Watching Ed Miliband and David Cameron grasping for votes on the election trail and you could spot the coached language a mile off – Ed dropping his ‘t’s when talking to ‘ordinary people’ (Iike Russell Brand?), ‘Call Me Dave’ adding the odd obscenity, supposedly to inject passion into his campaign.

They both like to recount anecdotes from times spent with the likes of Harry in Huddersfield and Mary from Manchester to illustrate their understanding of the ordinary British voter. Yet none of it really rings true.  Instead it’s at the rare moment when you hear Miliband wishing he’d spent more time with his father or Cameron speaking of his personal experience with the NHS that they actually sound like they’re speaking from the heart, whether or not speechwriters have busily crafted their lines.  And that’s the trick – delivering in your tone of voice.

This week I read an article by singer Charlotte Church. She was defending her right to be heard campaigning on the streets bearing a placard denouncing the new Tory government (presumably for being elected).  She, along with any other individual, is entitled to have her views published though, given her celebrity status, she is likely to receive a bigger platform than most.  I applaud anyone who acts on their beliefs, not just speaks. Yet instead of subjecting her analysis to scrutiny, I found myself doubting she’d written the lines attributed to her when explaining her efforts to “further political discourse in my community” rather than sitting in a “cosy leftie bubble with my baja-sporting friends, spending our free time attending vegan popup barbecues” and encouraging others to carry on campaigning “just because the piratical Conservative party now have a majority doesn’t mean that we’ve lost”.  I’d love to believe Charlotte naturally speaks of furthering discourse, her “leftie bubble” while dubbing opponents “piratical”.  It’s just that I sense the hand of someone else working hard to pen an admittedly amusingly-worded diatribe to silence her critics and defend her reputation.  I’m not saying Ms Church doesn’t believe wholeheartedly in what’s written under her byline – but I would have taken it more seriously had I believed it was by her, not for her. Tone of voice matters.

I’m all for getting the professionals in – but there is a point at which their work loses credibility when the audience thinks of the messenger and not the message. Perception matters.

Chuka Umunna’s deliberately amateurish leader candidacy video, shakily shot in Swindon, was similarly unconvincing – if you make these efforts to avoid being seen as a slick London-centric metro type, why wear an expensive suit and silk tie for the recording? Visuals matter too.
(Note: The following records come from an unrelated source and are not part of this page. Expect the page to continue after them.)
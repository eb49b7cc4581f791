/// Prepared Statement Module
///
/// The statement an accessor holds between `prepare_statement` and
/// `clear_statement`: its SQL, the explicitly bound parameters and the
/// cursor over the rows of its last execution.
use crate::core::db::driver::{DriverError, DriverResult, StatementInfo};
use crate::core::db::params::{Binding, ParamSlot, Placeholder};
use crate::core::db::query::ResultCursor;
use crate::core::db::value::{ParamType, Value};

#[derive(Debug, Clone)]
enum BindSource {
    /// Copied when bound
    Value(Value),
    /// Read when the statement executes
    Slot(ParamSlot),
}

#[derive(Debug, Clone)]
struct BoundParam {
    placeholder: Placeholder,
    source: BindSource,
    ty: Option<ParamType>,
    length: Option<usize>,
}

impl BoundParam {
    fn resolve(&self) -> Binding {
        let value = match &self.source {
            BindSource::Value(value) => value.clone(),
            BindSource::Slot(slot) => slot.get(),
        };
        let ty = self.ty.unwrap_or_else(|| ParamType::infer(&value));
        Binding {
            placeholder: self.placeholder.clone(),
            value,
            ty,
            length: self.length,
        }
    }
}

/// A statement prepared on the accessor's connection.
#[derive(Debug, Clone)]
pub struct PreparedStatement {
    sql: String,
    info: StatementInfo,
    bound: Vec<BoundParam>,
    cursor: Option<ResultCursor>,
    affected: u64,
}

impl PreparedStatement {
    pub fn new(sql: &str, info: StatementInfo) -> Self {
        PreparedStatement {
            sql: sql.to_string(),
            info,
            bound: Vec::new(),
            cursor: None,
            affected: 0,
        }
    }

    pub fn sql(&self) -> &str {
        &self.sql
    }

    pub fn parameter_count(&self) -> usize {
        self.info.parameter_count
    }

    /// Positions are 1-based and must not exceed the parameter count. Names
    /// are left to the driver.
    pub fn check_placeholder(&self, placeholder: &Placeholder) -> DriverResult<()> {
        match placeholder {
            Placeholder::Index(i) if *i == 0 || *i > self.parameter_count() => {
                Err(DriverError::invalid_parameter_number(format!(
                    "position {} out of range, statement has {} parameter(s)",
                    i,
                    self.parameter_count()
                )))
            }
            _ => Ok(()),
        }
    }

    /// Rows changed by the last execution.
    pub fn row_count(&self) -> u64 {
        self.affected
    }

    /// Number of explicitly bound placeholders.
    pub fn bound_count(&self) -> usize {
        self.bound.len()
    }

    /// Binds a shared slot; rebinding a placeholder replaces the earlier binding.
    pub fn bind_slot(
        &mut self,
        placeholder: Placeholder,
        slot: &ParamSlot,
        ty: Option<ParamType>,
        length: Option<usize>,
    ) {
        self.bind(BoundParam {
            placeholder,
            source: BindSource::Slot(slot.clone()),
            ty,
            length,
        });
    }

    pub fn bind_value(&mut self, placeholder: Placeholder, value: Value, ty: Option<ParamType>) {
        self.bind(BoundParam {
            placeholder,
            source: BindSource::Value(value),
            ty,
            length: None,
        });
    }

    fn bind(&mut self, param: BoundParam) {
        match self
            .bound
            .iter_mut()
            .find(|existing| existing.placeholder == param.placeholder)
        {
            Some(existing) => *existing = param,
            None => self.bound.push(param),
        }
    }

    /// Resolves the explicit bindings against the current slot values.
    pub fn bindings(&self) -> Vec<Binding> {
        self.bound.iter().map(BoundParam::resolve).collect()
    }

    /// Records the outcome of an execution, replacing the previous cursor.
    pub fn set_result(&mut self, cursor: ResultCursor, affected: u64) {
        self.cursor = Some(cursor);
        self.affected = affected;
    }

    /// Drops the previous execution's rows, e.g. after a failed execution.
    pub fn reset_result(&mut self) {
        self.cursor = None;
        self.affected = 0;
    }

    pub fn cursor_mut(&mut self) -> Option<&mut ResultCursor> {
        self.cursor.as_mut()
    }
}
Sometimes an experienced guiding hand is needed. I watched Brian May, an amazing musician, hold sway on BBC’s Question Time. When he spoke gently about needing a new form of political discourse and voting system, he sounded genuine and plausible.  But soon afterwards, when implicating that a referendum on fox hunting was just as important as one on EU membership, you began to question the point of his place on the panel. I got distracted by the messenger and his message (I forgave the hair – it’s been around a while).

The problem for politicians, business leaders and those with positions of responsibility in the public eye is that really all people want is natural honesty alongside some realism.  Say when you don’t know, opine on subjects you really do understand, apologise when you get it wrong,  but above all speak genuinely if you want to convince.